▸ ASSIGNMENT: Exactly as written, transcribe each record below.

▸ RECORDS TO PROCESS:

--- START ---

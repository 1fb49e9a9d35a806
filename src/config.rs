//! Startup configuration
//!
//! Raw options are validated in one place, before any provider or surface
//! exists. Invalid combinations never reach the engine.

use core::num::NonZeroUsize;

use crate::animation::Animation;
use crate::brightness::Brightness;
use crate::color::{Preset, Rgbw, rgbw};
use crate::error::ConfigError;
use crate::provider::{ProviderSlot, SolidColorProvider};
use crate::transition::Transition;

/// Brightness used when none is given
pub const DEFAULT_BRIGHTNESS: f32 = 1.0;

/// Strip length used when none is given
pub const DEFAULT_PIXEL_COUNT: usize = 24;

/// Unvalidated options as they come from the user
#[derive(Debug, Clone, Copy)]
pub struct RawOptions<'a> {
    pub preset: Option<&'a str>,
    pub color: Option<[u8; 4]>,
    pub brightness: f32,
    pub pixel_count: usize,
    pub transition: Option<&'a str>,
    pub animation: Option<&'a str>,
}

impl Default for RawOptions<'_> {
    fn default() -> Self {
        Self {
            preset: None,
            color: None,
            brightness: DEFAULT_BRIGHTNESS,
            pixel_count: DEFAULT_PIXEL_COUNT,
            transition: None,
            animation: None,
        }
    }
}

/// Where the strip's colors come from
#[derive(Debug, Clone, Copy, PartialEq)]
pub enum ColorSelection {
    /// Named preset
    Preset(Preset),
    /// Explicit color for every pixel
    Explicit(Rgbw),
}

impl ColorSelection {
    /// Select exactly one of a preset or an explicit color
    pub fn new(preset: Option<Preset>, color: Option<Rgbw>) -> Result<Self, ConfigError> {
        match (preset, color) {
            (Some(preset), None) => Ok(Self::Preset(preset)),
            (None, Some(color)) => Ok(Self::Explicit(color)),
            (Some(_), Some(_)) => Err(ConfigError::ConflictingColor),
            (None, None) => Err(ConfigError::MissingColor),
        }
    }
}

/// Validated configuration for a single run
#[derive(Debug, Clone, Copy, PartialEq)]
pub struct LightConfig {
    pub selection: ColorSelection,
    pub brightness: Brightness,
    pub pixel_count: NonZeroUsize,
    pub transition: Option<Transition>,
    pub animation: Option<Animation>,
}

impl LightConfig {
    /// Validate raw options
    pub fn new(options: &RawOptions<'_>) -> Result<Self, ConfigError> {
        let preset = options
            .preset
            .map(|name| Preset::parse_from_str(name).ok_or(ConfigError::UnknownPreset))
            .transpose()?;
        let color = options.color.map(|[r, g, b, w]| rgbw(r, g, b, w));
        let selection = ColorSelection::new(preset, color)?;

        let pixel_count = NonZeroUsize::new(options.pixel_count)
            .ok_or(ConfigError::InvalidPixelCount(options.pixel_count))?;
        let brightness = Brightness::try_new(options.brightness)
            .ok_or(ConfigError::InvalidBrightness(options.brightness))?;

        let transition = options
            .transition
            .map(|name| Transition::parse_from_str(name).ok_or(ConfigError::UnknownTransition))
            .transpose()?;
        let animation = options
            .animation
            .map(|name| Animation::parse_from_str(name).ok_or(ConfigError::UnknownAnimation))
            .transpose()?;

        Ok(Self {
            selection,
            brightness,
            pixel_count,
            transition,
            animation,
        })
    }

    /// Build the provider for the selected colors
    pub fn provider(&self) -> ProviderSlot {
        match self.selection {
            ColorSelection::Preset(preset) => ProviderSlot::from_preset(preset, self.pixel_count),
            ColorSelection::Explicit(color) => ProviderSlot::Solid(SolidColorProvider::new(color)),
        }
    }
}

--- END ---

▸ ANSWER SECTION:
repository 1fb49e9a9d35a806
filename src/config.rs
//! Startup configuration
//!
//! Raw options are validated in one place, before any provider or surface
//! exists. Invalid combinations never reach the engine.

use core::num::NonZeroUsize;

use crate::animation::Animation;
use crate::brightness::Brightness;
use crate::color::{Preset, Rgbw, rgbw};
use crate::error::ConfigError;
use crate::provider::{ProviderSlot, SolidColorProvider};
use crate::transition::Transition;

/// Brightness used when none is given
pub const DEFAULT_BRIGHTNESS: f32 = 1.0;

/// Strip length used when none is given
pub const DEFAULT_PIXEL_COUNT: usize = 24;

/// Unvalidated options as they come from the user
#[derive(Debug, Clone, Copy)]
pub struct RawOptions<'a> {
    pub preset: Option<&'a str>,
    pub color: Option<[u8; 4]>,
    pub brightness: f32,
    pub pixel_count: usize,
    pub transition: Option<&'a str>,
    pub animation: Option<&'a str>,
}

impl Default for RawOptions<'_> {
    fn default() -> Self {
        Self {
            preset: None,
            color: None,
            brightness: DEFAULT_BRIGHTNESS,
            pixel_count: DEFAULT_PIXEL_COUNT,
            transition: None,
            animation: None,
        }
    }
}

/// Where the strip's colors come from
#[derive(Debug, Clone, Copy, PartialEq)]
pub enum ColorSelection {
    /// Named preset
    Preset(Preset),
    /// Explicit color for every pixel
    Explicit(Rgbw),
}

impl ColorSelection {
    /// Select exactly one of a preset or an explicit color
    pub fn new(preset: Option<Preset>, color: Option<Rgbw>) -> Result<Self, ConfigError> {
        match (preset, color) {
            (Some(preset), None) => Ok(Self::Preset(preset)),
            (None, Some(color)) => Ok(Self::Explicit(color)),
            (Some(_), Some(_)) => Err(ConfigError::ConflictingColor),
            (None, None) => Err(ConfigError::MissingColor),
        }
    }
}

/// Validated configuration for a single run
#[derive(Debug, Clone, Copy, PartialEq)]
pub struct LightConfig {
    pub selection: ColorSelection,
    pub brightness: Brightness,
    pub pixel_count: NonZeroUsize,
    pub transition: Option<Transition>,
    pub animation: Option<Animation>,
}

impl LightConfig {
    /// Validate raw options
    pub fn new(options: &RawOptions<'_>) -> Result<Self, ConfigError> {
        let preset = options
            .preset
            .map(|name| Preset::parse_from_str(name).ok_or(ConfigError::UnknownPreset))
            .transpose()?;
        let color = options.color.map(|[r, g, b, w]| rgbw(r, g, b, w));
        let selection = ColorSelection::new(preset, color)?;

        let pixel_count = NonZeroUsize::new(options.pixel_count)
            .ok_or(ConfigError::InvalidPixelCount(options.pixel_count))?;
        let brightness = Brightness::try_new(options.brightness)
            .ok_or(ConfigError::InvalidBrightness(options.brightness))?;

        let transition = options
            .transition
            .map(|name| Transition::parse_from_str(name).ok_or(ConfigError::UnknownTransition))
            .transpose()?;
        let animation = options
            .animation
            .map(|name| Animation::parse_from_str(name).ok_or(ConfigError::UnknownAnimation))
            .transpose()?;

        Ok(Self {
            selection,
            brightness,
            pixel_count,
            transition,
            animation,
        })
    }

    /// Build the provider for the selected colors
    pub fn provider(&self) -> ProviderSlot {
        match self.selection {
            ColorSelection::Preset(preset) => ProviderSlot::from_preset(preset, self.pixel_count),
            ColorSelection::Explicit(color) => ProviderSlot::Solid(SolidColorProvider::new(color)),
        }
    }
}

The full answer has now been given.